* _EXERCISE_
Determine how many lines in the data below contain "Parser" and write only that number.

Dataset entries
________________________

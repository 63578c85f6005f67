//! CLI argument definitions for itt

use clap::{Parser, Subcommand};
use std::path::PathBuf;

#[derive(Parser)]
#[command(name = "itt")]
#[command(about = "Island Troll Tribes dataset builder", long_about = None)]
pub struct Cli {
    /// Debug logging when RUST_LOG is unset
    #[arg(short, long, global = true)]
    pub verbose: bool,

    #[command(subcommand)]
    pub command: Commands,
}

#[derive(Subcommand)]
pub enum Commands {
    /// Run the full pipeline and write the dataset
    #[command(visible_alias = "r")]
    Run {
        /// Directory holding the object tables and war3map.j
        #[arg(short, long, env = "WAR3MAP_DIR")]
        archive_dir: Option<PathBuf>,

        /// Root of the .wurst source tree
        #[arg(short, long, env = "WURST_SOURCE_DIR")]
        source_dir: Option<PathBuf>,

        /// Curated category-mappings.json
        #[arg(short, long)]
        mappings: Option<PathBuf>,

        /// Output directory
        #[arg(short, long)]
        output: Option<PathBuf>,

        /// Print the issue summary only, write nothing
        #[arg(long)]
        dry_run: bool,
    },

    /// Decode a packed integer object id (e.g. 1227894832 -> I000)
    Decode { value: f64 },

    /// Encode a four character object code as its integer form
    Encode { code: String },

    /// Show the slug for a display name
    Slug { name: String },

    /// Classify a name without curated data from the archive
    Classify {
        #[command(subcommand)]
        command: ClassifyCommand,
    },

    /// Show or change the configuration file
    #[command(visible_alias = "c")]
    Config {
        #[command(subcommand)]
        command: ConfigCommand,
    },
}

#[derive(Subcommand)]
pub enum ClassifyCommand {
    /// Ability category by name
    Ability {
        name: String,

        /// Curated category-mappings.json
        #[arg(short, long)]
        mappings: Option<PathBuf>,
    },

    /// Item category by name
    Item {
        name: String,

        /// Object code, used for curated lookups
        #[arg(long, default_value = "")]
        id: String,

        /// Curated category-mappings.json
        #[arg(short, long)]
        mappings: Option<PathBuf>,
    },
}

#[derive(Subcommand)]
pub enum ConfigCommand {
    /// Print the current configuration
    Show,

    /// Print the config file location
    Path,

    /// Set one configuration value
    Set { key: String, value: String },
}
//! Entity types
//!
//! `raw` holds what the extractors produce, `canonical` what the pipeline
//! emits, and `category` the closed vocabularies both share.

pub mod canonical;
pub mod category;
pub mod raw;

pub use canonical::{
    Ability, Building, ClassHierarchy, DamageRange, Growth, Item, Recipe, TrollClass, Unit,
    VisualEffects,
};
pub use category::{AbilityCategory, ClassKind, ItemCategory, ParseError, SpellType, UnitType};
pub use raw::{
    AbilityDetails, ButtonPosition, ItemDetails, ItemFlags, LevelStats, RawAbility, RawBuilding,
    RawItem, RawRecipe, RawUnit, RecipeRef, UnitFlags,
};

________________________

* _YOUR RESPONSE_
2